Records supplied START
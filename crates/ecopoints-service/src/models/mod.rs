//! 积分服务领域模型
//!
//! 包含用户积分账户、账本流水、待审核内容等核心实体定义

pub mod content;
pub mod enums;
pub mod ledger;
pub mod user;

// 重新导出常用类型
pub use content::{
    CampaignParticipant, ContentRef, ModeratableContent, NewContent, ResolvedContent,
};
pub use enums::{ContentKind, ContentStatus, Level, ModerationDecision, PointsAction};
pub use ledger::{AccountSnapshot, AppliedAward, NewLedgerEntry, PointsLedgerEntry};
pub use user::{NewUser, User};
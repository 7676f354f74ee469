// ABOUTME: Transceiver link to a carrier SMSC with concurrent, sequence-correlated requests
// ABOUTME: A reader task demultiplexes responses, answers carrier requests and surfaces delivery reports

use crate::client::error::{SmppError, SmppResult};
use crate::client::pending::{PendingRequests, PendingResponse};
use crate::client::types::{
    BindCredentials, ClientConfig, SubmitParams, SubmitRequest, SubmitResponse,
};
use crate::codec::{Frame, Pdu};
use crate::connection::{FrameReader, FrameWriter, ReadError};
use crate::datatypes::{BindRequest, CommandStatus, DeliverSmResponse};
use crate::event::{DeliveryReportEvent, EventSender, GatewayEvent};
use crate::sequence::SequenceCounter;
use std::sync::atomic::{AtomicBool, Ordering};
use std::sync::{Arc, Mutex, PoisonError};
use std::time::Duration;
use tokio::net::TcpStream;
use tokio::net::tcp::{OwnedReadHalf, OwnedWriteHalf};
use tokio::task::JoinHandle;
use tokio::time::{Instant, MissedTickBehavior};
use tracing::{debug, info, warn};

/// Where and how to reach one carrier.
#[derive(Debug, Clone)]
pub struct CarrierLink {
    /// Name used in logs and events.
    pub carrier: String,
    /// `host:port` of the SMSC.
    pub address: String,
    pub credentials: BindCredentials,
    pub params: SubmitParams,
}

// Sequence allocation and the socket write happen under one lock, so frames
// leave in the order their numbers were assigned.
struct LinkWriter {
    frames: FrameWriter<OwnedWriteHalf>,
    sequence: SequenceCounter,
}

struct Shared {
    carrier: String,
    params: SubmitParams,
    config: ClientConfig,
    writer: tokio::sync::Mutex<LinkWriter>,
    pending: Arc<PendingRequests>,
    connected: AtomicBool,
    bound: AtomicBool,
    events: Option<EventSender>,
}

impl Shared {
    /// Sends `pdu` and waits for its response. `deadline` covers the whole
    /// exchange: waiting for a slot, the writer and the socket included.
    async fn request(&self, pdu: Pdu, deadline: Duration) -> SmppResult<Frame> {
        if !self.connected.load(Ordering::Acquire) {
            return Err(SmppError::ConnectionClosed);
        }
        let started = Instant::now();
        let waiter = match tokio::time::timeout(deadline, self.send(pdu)).await {
            Ok(sent) => sent?,
            Err(_) => {
                debug!(carrier = %self.carrier, "request timed out before it was written");
                return Err(SmppError::Timeout);
            }
        };

        let response = waiter
            .wait(deadline.saturating_sub(started.elapsed()))
            .await?;
        if response.command_status() != CommandStatus::Ok.code() {
            return Err(SmppError::CarrierStatus(response.command_status()));
        }
        Ok(response)
    }

    async fn send(&self, pdu: Pdu) -> SmppResult<PendingResponse> {
        let slot = self.pending.reserve().await?;

        let mut link = self.writer.lock().await;
        let sequence_number = link.sequence.next(|seq| self.pending.contains(seq));
        let frame = Frame::new(sequence_number, pdu);
        let bytes = frame.to_bytes()?;

        let waiter = self.pending.register(sequence_number, slot)?;
        let torn = TornWrite::arm(self);
        link.frames.write_encoded(&bytes).await?;
        torn.disarm();
        debug!(
            carrier = %self.carrier,
            command = %frame.name(),
            sequence = sequence_number,
            "sent request"
        );
        Ok(waiter)
    }

    async fn reply(&self, frame: Frame) {
        let mut link = self.writer.lock().await;
        if let Err(e) = link.frames.write_frame(&frame).await {
            warn!(carrier = %self.carrier, command = %frame.name(), error = %e, "failed to answer carrier");
        }
    }

    fn mark_closed(&self) -> usize {
        self.connected.store(false, Ordering::Release);
        self.bound.store(false, Ordering::Release);
        self.pending.fail_all()
    }
}

// A write that fails or is cancelled part way leaves a partial PDU on the
// wire, after which nothing the link sends can be framed by the carrier.
struct TornWrite<'a> {
    shared: Option<&'a Shared>,
}

impl<'a> TornWrite<'a> {
    fn arm(shared: &'a Shared) -> Self {
        Self {
            shared: Some(shared),
        }
    }

    fn disarm(mut self) {
        self.shared = None;
    }
}

impl Drop for TornWrite<'_> {
    fn drop(&mut self) {
        if let Some(shared) = self.shared.take() {
            let failed = shared.mark_closed();
            warn!(carrier = %shared.carrier, failed, "write interrupted, link unusable");
        }
    }
}

/// A bound transceiver link to one carrier SMSC.
///
/// Cheap to share behind an `Arc`: `submit` takes `&self` and any number of
/// submissions may be in flight at once, each matched to its response by
/// sequence number.
pub struct OutboundClient {
    shared: Arc<Shared>,
    tasks: Mutex<Vec<JoinHandle<()>>>,
    disconnecting: AtomicBool,
}

impl std::fmt::Debug for OutboundClient {
    fn fmt(&self, f: &mut std::fmt::Formatter<'_>) -> std::fmt::Result {
        f.debug_struct("OutboundClient")
            .field("carrier", &self.shared.carrier)
            .field("connected", &self.is_connected())
            .field("in_flight", &self.in_flight())
            .finish()
    }
}

impl OutboundClient {
    /// Opens the TCP connection and binds as transceiver.
    ///
    /// Resolves once the carrier accepts the bind. A nonzero bind status,
    /// a timeout or a dropped connection fails the whole connect.
    pub async fn connect(
        link: CarrierLink,
        config: ClientConfig,
        events: Option<EventSender>,
    ) -> SmppResult<OutboundClient> {
        let socket = tokio::time::timeout(config.request_timeout, TcpStream::connect(&link.address))
            .await
            .map_err(|_| SmppError::Timeout)??;
        let (read, write) = socket.into_split();

        let shared = Arc::new(Shared {
            carrier: link.carrier,
            params: link.params,
            pending: PendingRequests::new(config.max_in_flight),
            config,
            writer: tokio::sync::Mutex::new(LinkWriter {
                frames: FrameWriter::new(write),
                sequence: SequenceCounter::new(),
            }),
            connected: AtomicBool::new(true),
            bound: AtomicBool::new(false),
            events,
        });

        let reader = tokio::spawn(read_loop(Arc::clone(&shared), FrameReader::new(read)));
        let client = OutboundClient {
            shared,
            tasks: Mutex::new(vec![reader]),
            disconnecting: AtomicBool::new(false),
        };

        let credentials = link.credentials;
        let bind = BindRequest::new(credentials.system_id.as_str(), credentials.password.as_str())
            .with_system_type(credentials.system_type.as_str());
        let deadline = client.shared.config.request_timeout;

        match client.shared.request(Pdu::BindTransceiver(bind), deadline).await {
            Ok(Frame {
                pdu: Pdu::BindTransceiverResp(resp),
                ..
            }) => {
                client.shared.bound.store(true, Ordering::Release);
                info!(
                    carrier = %client.shared.carrier,
                    system_id = %credentials.system_id,
                    smsc = %resp.system_id,
                    "bound as transceiver"
                );
            }
            Ok(other) => {
                client.teardown();
                return Err(SmppError::UnexpectedPdu {
                    expected: "bind_transceiver_resp".to_string(),
                    actual: other.name(),
                });
            }
            Err(e) => {
                warn!(carrier = %client.shared.carrier, error = %e, "bind failed");
                client.teardown();
                return Err(e);
            }
        }

        if let Some(period) = client.shared.config.keep_alive.active_interval() {
            let keep_alive = tokio::spawn(keep_alive(Arc::clone(&client.shared), period));
            client.tasks().push(keep_alive);
        }
        Ok(client)
    }

    pub fn carrier(&self) -> &str {
        &self.shared.carrier
    }

    pub fn is_connected(&self) -> bool {
        self.shared.connected.load(Ordering::Acquire)
    }

    /// Requests currently awaiting a response.
    pub fn in_flight(&self) -> usize {
        self.shared.pending.len()
    }

    /// Sends one submit_sm and waits for the carrier's submit_sm_resp.
    ///
    /// A timeout abandons only this request; the link stays up and a late
    /// response is discarded.
    pub async fn submit(&self, request: SubmitRequest) -> SmppResult<SubmitResponse> {
        let submit = self.shared.params.build(&request)?;
        let deadline = self.shared.config.request_timeout;

        let response = self
            .shared
            .request(Pdu::SubmitSm(Box::new(submit)), deadline)
            .await?;
        match response.pdu {
            Pdu::SubmitSmResp(resp) => {
                let message_id = match (resp.message_id.is_empty(), request.reference) {
                    (true, Some(reference)) => reference,
                    _ => resp.message_id,
                };
                Ok(SubmitResponse {
                    message_id,
                    status: response.header.command_status,
                })
            }
            _ => Err(SmppError::UnexpectedPdu {
                expected: "submit_sm_resp".to_string(),
                actual: response.name(),
            }),
        }
    }

    /// Unbinds (best effort, bounded by `unbind_timeout`) and closes the link.
    ///
    /// Every request still pending fails with `ConnectionClosed`. Calling
    /// this more than once is a no-op.
    pub async fn disconnect(&self) -> SmppResult<()> {
        if self.disconnecting.swap(true, Ordering::AcqRel) {
            return Ok(());
        }

        if self.shared.bound.load(Ordering::Acquire) && self.is_connected() {
            let deadline = self.shared.config.unbind_timeout;
            match self.shared.request(Pdu::Unbind, deadline).await {
                Ok(_) => debug!(carrier = %self.shared.carrier, "unbound"),
                Err(e) => warn!(carrier = %self.shared.carrier, error = %e, "unbind failed"),
            }
        }

        self.shared.connected.store(false, Ordering::Release);
        let close = async {
            let mut link = self.shared.writer.lock().await;
            link.frames.shutdown().await
        };
        match tokio::time::timeout(self.shared.config.unbind_timeout, close).await {
            Ok(Ok(())) => {}
            Ok(Err(e)) => {
                debug!(carrier = %self.shared.carrier, error = %e, "socket shutdown failed")
            }
            Err(_) => debug!(carrier = %self.shared.carrier, "socket shutdown timed out"),
        }
        self.teardown();
        info!(carrier = %self.shared.carrier, "disconnected");
        Ok(())
    }

    fn tasks(&self) -> std::sync::MutexGuard<'_, Vec<JoinHandle<()>>> {
        self.tasks.lock().unwrap_or_else(PoisonError::into_inner)
    }

    fn teardown(&self) {
        for task in self.tasks().drain(..) {
            task.abort();
        }
        let failed = self.shared.mark_closed();
        if failed > 0 {
            debug!(carrier = %self.shared.carrier, failed, "failed pending requests");
        }
    }
}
Records supplied END
#### [Work to be completed]
Where the listing above reaches the line that contains "let deadline = self.shared.config.unbind_timeout;", start retyping, and finish with the line that contains "for task in"; reproduce those lines exactly and no others.

#### [Solution]
            let deadline = self.shared.config.unbind_timeout;
            match self.shared.request(Pdu::Unbind, deadline).await {
                Ok(_) => debug!(carrier = %self.shared.carrier, "unbound"),
                Err(e) => warn!(carrier = %self.shared.carrier, error = %e, "unbind failed"),
            }
        }

        self.shared.connected.store(false, Ordering::Release);
        let close = async {
            let mut link = self.shared.writer.lock().await;
            link.frames.shutdown().await
        };
        match tokio::time::timeout(self.shared.config.unbind_timeout, close).await {
            Ok(Ok(())) => {}
            Ok(Err(e)) => {
                debug!(carrier = %self.shared.carrier, error = %e, "socket shutdown failed")
            }
            Err(_) => debug!(carrier = %self.shared.carrier, "socket shutdown timed out"),
        }
        self.teardown();
        info!(carrier = %self.shared.carrier, "disconnected");
        Ok(())
    }

    fn tasks(&self) -> std::sync::MutexGuard<'_, Vec<JoinHandle<()>>> {
        self.tasks.lock().unwrap_or_else(PoisonError::into_inner)
    }

    fn teardown(&self) {
        for task in self.tasks().drain(..) {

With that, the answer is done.